Elucidation of the mechanisms of cardiac dysfunction caused by cancer cachexia and establishment of novel therapeutic strategies

2021 Fiscal Year Final Research Report

• Project/Area Number: 19K16497
• Research Category: Grant-in-Aid for Early-Career Scientists
• Allocation Type: Multi-year Fund
• Review Section: Basic Section 48020:Physiology-related
• Research Institution: Jikei University School of Medicine (2020-2021); National Cancer Center Japan (2019)
• Principal Investigator: Nonaka Miki 東京慈恵会医科大学, 医学部, 特任講師 (60758077)
• Project Period (FY): 2019-04-01 – 2022-03-31
• Keywords: がん悪液質 / 腫瘍循環器学 / Onco-Cardiology

Outline of Final Research Achievements

We have established a novel murine model of cancer cachexia, which represents impaired myocardial function in addition to anorexia and loss of weight and fat-free mass, which are similar to those observed in cancer cachexia patients.

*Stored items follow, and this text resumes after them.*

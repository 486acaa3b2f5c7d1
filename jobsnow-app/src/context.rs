use anyhow::Context as _;
use std::sync::Arc;

use crate::auth::SessionHolder;
use crate::config::{AppConfig, BackendKind};
use crate::database::{self, AsyncDbConnection, Database};
use crate::helpers::ClientStorage;
use crate::integrations::local::LocalBackend;
use crate::integrations::supabase::SupabaseClient;
use crate::integrations::{DataService, IdentityService};
use crate::notifications::SharedNotifier;
use crate::translations::{DirectoryLocales, EmbeddedLocales, SectionSource, TranslationStore};

/// Everything a screen needs, built once at start-up and passed down
/// explicitly.
pub struct AppContext {
    pub config: AppConfig,
    pub storage: Arc<ClientStorage>,
    pub data: Arc<dyn DataService>,
    pub identity: Arc<dyn IdentityService>,
    pub translations: Arc<TranslationStore>,
    pub session: Arc<SessionHolder>,
    pub notifier: SharedNotifier,
    /// Set only for the local backend
    pub local_db: Option<AsyncDbConnection>,
}

impl AppContext {
    pub fn build(config: AppConfig, notifier: SharedNotifier) -> anyhow::Result<Self> {
        let storage_path = ClientStorage::default_path()?;
        let storage = Arc::new(ClientStorage::open(&storage_path)?);
        Self::with_storage(config, storage, notifier)
    }

    pub fn with_storage(
        config: AppConfig,
        storage: Arc<ClientStorage>,
        notifier: SharedNotifier,
    ) -> anyhow::Result<Self> {
        let (data, identity, local_db): (Arc<dyn DataService>, Arc<dyn IdentityService>, _) =
            match config.backend.kind {
                BackendKind::Local => {
                    let db_path = match config.database.as_ref().and_then(|db| db.path.clone()) {
                        Some(path) => path,
                        None => database::get_db_path()?,
                    };
                    let db = Database::new(&db_path).with_context(|| {
                        format!("Failed to open database at {}", db_path.display())
                    })?;
                    tracing::info!("Using local backend at {}", db_path.display());

                    let backend = Arc::new(LocalBackend::new(
                        db.async_connection.clone(),
                        config.backend.auto_confirm,
                    ));
                    let data: Arc<dyn DataService> = backend.clone();
                    let identity: Arc<dyn IdentityService> = backend;
                    (data, identity, Some(db.async_connection))
                }
                BackendKind::Supabase => {
                    let supabase = config
                        .backend
                        .supabase
                        .as_ref()
                        .context("backend.kind is supabase but [backend.supabase] is missing")?;
                    let client = Arc::new(SupabaseClient::new(supabase)?);
                    tracing::info!("Using hosted backend at {}", supabase.url);
                    let data: Arc<dyn DataService> = client.clone();
                    let identity: Arc<dyn IdentityService> = client;
                    (data, identity, None)
                }
            };

        let source: Arc<dyn SectionSource> =
            match config.locales.as_ref().and_then(|locales| locales.directory.clone()) {
                Some(directory) => {
                    tracing::info!("Loading translations from {}", directory.display());
                    Arc::new(DirectoryLocales::new(directory))
                }
                None => Arc::new(EmbeddedLocales),
            };
        let translations = Arc::new(TranslationStore::new(
            source,
            storage.clone(),
            config.core_sections(),
        ));

        let session = Arc::new(SessionHolder::new(
            identity.clone(),
            storage.clone(),
            notifier.clone(),
            config.site_url(),
        ));

        Ok(Self {
            config,
            storage,
            data,
            identity,
            translations,
            session,
            notifier,
            local_db,
        })
    }

    /// Load core translations and restore the persisted session.
    pub async fn initialize(&self) {
        futures::join!(self.translations.initialize(), self.session.initialize());
    }
}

By using this model, we evaluated the effects of cachexia on cardiac function and investigated the therapeutic effects of angiotensin converting enzyme inhibitor (ACEI) and angiotensin II receptor blocker (ARB). Microarray analysis revealed that the expression of gene “X”, which is an enzyme belonging to E3 ubiquitin ligase family, wich has not been reported to be related to skeletal muscular atrophy, increased in the myocardium of cachexia mice. Our study demostrated that ACEI and ARB didn't improve cachexia. The gene“X”may be one of key factors, which are associated with myocardial atrophy and cardiac dysfunction on cancer cachexia. The pathway mediated by the gene“X”is currently being further analyzed.

Free Research Field

腫瘍循環器学

Academic Significance and Societal Importance of the Research Achievements

ヒトに奏効する抗がん剤やがん悪液質改善薬の開発の困難さは、非臨床試験での薬効評価にあたり、単一のがん細胞に由来するがん細胞株およびがん株細胞移植動物を用いてきたことにある。これらのモデルは臨床予測が極めて低いことが指摘されており、臨床で認められるような副作用の評価は困難であり、腫瘍循環器学分野の問題解決の糸口もモデルの開発が大きく関与していると考えられる。本研究課題ではヒトと類似したがん悪液質モデルを使用し、心機能低下に遺伝子Xが関与していることを明らかにした。今後は遺伝子Xの経路をより詳細に検討し、遺伝子Xをターゲットとした治療薬の開発を目指し、がん悪液質患者のQOL向上を目指したい。